Avoiding deadly patterns that would create multiple solutions
Unique Rectangle (UR) techniques exploit the fact that a valid Sudoku has exactly one solution. If a pattern of four cells would create an ambiguity, we can use that knowledge to make eliminations.
A "deadly pattern" is a rectangle of four cells spanning exactly two rows, two columns, and two boxes, where all four cells contain the same two candidates {A,B}.
If this pattern existed, you could swap A and B in all four cells and still have a valid solution — meaning multiple solutions, which is not allowed.
Therefore, at least one corner must have candidates beyond {A,B}, preventing the deadly swap.
Type 1: Three corners have only {A,B}, and one corner has {A,B,...extra}. Remove A and B from the fourth corner — the extra candidates must be the answer there.
Type 2: Two corners in the same house have {A,B,C}. Digit C must go in one of them. Eliminate C from other cells in their shared house.

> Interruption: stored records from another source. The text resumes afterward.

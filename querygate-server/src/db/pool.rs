//! Connection Manager - one bounded pool per logical store
//!
//! Each store gets a pool typed for its backend: MySQL in production,
//! SQLite in development and tests. Pools are created lazily: a store that
//! is down at startup only fails the requests that need it.
//!
//! Handle lifecycle: `Idle -> Acquired -> InUse -> Released | Discarded`.
//! Dropping a [`ConnectionHandle`] releases it, so every exit path returns
//! the connection; [`ConnectionHandle::discard`] closes it instead.

use std::future::Future;
use std::str::FromStr;
use std::sync::atomic::{AtomicU64, Ordering};
use std::sync::Arc;
use std::time::Duration;

use sqlx::mysql::{MySql, MySqlConnectOptions, MySqlPool};
use sqlx::pool::{PoolConnection, PoolOptions};
use sqlx::sqlite::{Sqlite, SqliteConnectOptions, SqlitePool};
use sqlx::Database;

use super::{Backend, ConfigError, ConnectionConfig, PoolSettings, Store};
use crate::error::{is_auth_failure, QueryError};

/// Point-in-time pool occupancy.
#[derive(Debug, Clone, Copy, PartialEq, Eq)]
pub struct PoolStats {
    /// Open connections, idle or in use
    pub size: u32,
    pub idle: usize,
}

/// Owner of the per-store pools.
///
/// Cheap to clone; clones share the same pools.
#[derive(Clone)]
pub struct ConnectionManager {
    catalog: StorePool,
    payments: StorePool,
    settings: PoolSettings,
    next_handle: Arc<AtomicU64>,
}

impl ConnectionManager {
    /// Build lazy pools for both stores. No connection is opened here.
    ///
    /// Must be called from within a Tokio runtime.
    pub fn new(
        catalog: &ConnectionConfig,
        payments: &ConnectionConfig,
        settings: PoolSettings,
    ) -> Result<Self, ConfigError> {
        settings.validate()?;

        Ok(Self {
            catalog: lazy_pool(Store::Catalog, catalog, &settings)?,
            payments: lazy_pool(Store::Payments, payments, &settings)?,
            settings,
            next_handle: Arc::new(AtomicU64::new(1)),
        })
    }

    pub fn settings(&self) -> &PoolSettings {
        &self.settings
    }

    fn pool(&self, store: Store) -> &StorePool {
        match store {
            Store::Catalog => &self.catalog,
            Store::Payments => &self.payments,
        }
    }

    /// Acquire an exclusive handle on one of `store`'s connections.
    ///
    /// Waits up to the acquire timeout when the pool is at capacity, then
    /// fails with [`QueryError::PoolExhausted`]. Transient network faults
    /// are retried with backoff; rejected credentials fail immediately.
    pub async fn acquire(&self, store: Store) -> Result<ConnectionHandle, QueryError> {
        let pool = self.pool(store);
        let conn = retry_transient(store, &self.settings, || pool.acquire()).await?;

        let id = self.next_handle.fetch_add(1, Ordering::Relaxed);
        tracing::trace!(store = %store, handle = id, "connection acquired");

        Ok(ConnectionHandle { id, store, conn })
    }

    pub fn stats(&self, store: Store) -> PoolStats {
        let pool = self.pool(store);
        PoolStats {
            size: pool.size(),
            idle: pool.num_idle(),
        }
    }

    /// Close both pools. Waits for handles in use to be returned.
    pub async fn close(&self) {
        self.catalog.close().await;
        self.payments.close().await;
        tracing::info!("connection pools closed");
    }
}

/// Pool for one store, typed by its backend
#[derive(Clone)]
enum StorePool {
    Mysql(MySqlPool),
    Sqlite(SqlitePool),
}

impl StorePool {
    async fn acquire(&self) -> Result<StoreConnection, sqlx::Error> {
        match self {
            Self::Mysql(pool) => pool.acquire().await.map(StoreConnection::Mysql),
            Self::Sqlite(pool) => pool.acquire().await.map(StoreConnection::Sqlite),
        }
    }

    fn size(&self) -> u32 {
        match self {
            Self::Mysql(pool) => pool.size(),
            Self::Sqlite(pool) => pool.size(),
        }
    }

    fn num_idle(&self) -> usize {
        match self {
            Self::Mysql(pool) => pool.num_idle(),
            Self::Sqlite(pool) => pool.num_idle(),
        }
    }

    async fn close(&self) {
        match self {
            Self::Mysql(pool) => pool.close().await,
            Self::Sqlite(pool) => pool.close().await,
        }
    }
}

Type 4: Two corners have extra candidates. If one extra is confined, you can eliminate the UR digits from those corners.
This technique relies on uniqueness — only use it when the puzzle is guaranteed to have one solution.
Cells R1C3, R1C7, R6C3, R6C7 form a rectangle spanning two boxes. Three corners have only {1,8}: R1C3, R1C7, R6C3. The fourth corner R6C7 has {1,6,8}. To avoid the deadly pattern, R6C7 cannot be just {1,8}. Therefore, remove 1 and 8 from R6C7 — it must be 6.